The first murderous rift occurs between the Emperor (Chow
Yun-Fat) and his consort (Gong Li), who suffers from bouts
of a strange fever. She is attended by the crown prince, Wan
(Liu Ye), who is not her son—Wan’s birth mother died while
the Emperor was busy usurping the throne. The Empress loves
Wan not as a mother, but as a lover. When the daughter of
the palace physician replaces her in his affections, the Empress
schemes to position her own son, Prince Jai (Jay Chou), as
heir to the empire. Eventually, tens of thousands will die
as a result of jealous whims within the family. Yimou’s masterly
contrast of decadent palace intrigues with the era’s cultural
opulence and philosophical refinement prevents the hothouse
plot (even the brilliantly colored corridors of the imperial
chambers seem to glow with a sickly phosphorescence) from
bubbling into soap opera.
The ritualized civilities of legions of royal servants are
just a warm-up for the battle sequences, which start out with
secret raids by trapeze-like ninjas and escalate into monumental
clashes between seemingly millions of soldiers. Though Curse
of the Golden Flower (named for the yellow chrysanthemums
that carpet the city for a festival) lightly employs some
of the magical wire work and acrobatic choreography familiar
from Crouching Tiger, Hidden Dragon, it also holds
its own with The Two Towers for massive yet intimate
battle sequences and dramatic settings. And just when it seemed
that there was nothing new to be done with sword-era fighting,
Yimou creates a new marital-arts genre with the ninjas’ rope-thrown
scythes, which are astoundingly countered by the army’s pikes.

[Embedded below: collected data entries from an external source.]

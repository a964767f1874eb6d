//! Modal editing modes

use serde::{Deserialize, Serialize};
use std::fmt;
use std::str::FromStr;

/// The input interpretation mode. Exactly one is active at a time.
#[derive(Debug, Default, Clone, Copy, PartialEq, Eq, Hash, Serialize, Deserialize)]
#[serde(rename_all = "lowercase")]
pub enum Mode {
    /// Keys are commands (initial mode)
    #[default]
    Normal,
    /// Keys go to the editor untouched
    Insert,
    /// Navigation keys move focus, the rest reach the editor
    Visual,
    /// A command line is conceptually open; printable keys are swallowed
    Command,
}

impl Mode {
    /// All modes, in display order.
    pub const ALL: &'static [Self] = &[Self::Normal, Self::Insert, Self::Visual, Self::Command];

    /// Lowercase name, as persisted.
    #[must_use]
    pub const fn label(self) -> &'static str {
        match self {
            Self::Normal => "normal",
            Self::Insert => "insert",
            Self::Visual => "visual",
            Self::Command => "command",
        }
    }

    /// Uppercase name, as shown on the status bar.
    #[must_use]
    pub const fn status_label(self) -> &'static str {
        match self {
            Self::Normal => "NORMAL",
            Self::Insert => "INSERT",
            Self::Visual => "VISUAL",
            Self::Command => "COMMAND",
        }
    }

    /// Parse a persisted mode name. Only the exact lowercase names are accepted.
    #[must_use]
    pub fn parse(label: &str) -> Option<Self> {
        Self::ALL.iter().copied().find(|mode| mode.label() == label)
    }
}

impl fmt::Display for Mode {
    fn fmt(&self, f: &mut fmt::Formatter<'_>) -> fmt::Result {
        f.write_str(self.label())
    }
}

/// Error returned when parsing an unknown mode name
#[derive(Debug, Clone, PartialEq, Eq)]
pub struct UnknownMode(pub String);

impl fmt::Display for UnknownMode {
    fn fmt(&self, f: &mut fmt::Formatter<'_>) -> fmt::Result {
        write!(f, "unknown mode: {}", self.0)
    }
}

impl std::error::Error for UnknownMode {}

impl FromStr for Mode {
    type Err = UnknownMode;

    fn from_str(s: &str) -> Result<Self, Self::Err> {
        Self::parse(s).ok_or_else(|| UnknownMode(s.to_string()))
    }
}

The gorgeous production and costuming—there’s an element of
pride in the filmmaker’s reproduction of the dynasty’s vast
magnificence—is matched by the casting: Only stars of the
magnitude of Li (beautifully tragic) and Yun-Fat (charismatically
autocratic) could avoid being upstaged by the clothes on their
backs (the winglike sleeves alone could swamp lesser luminaries).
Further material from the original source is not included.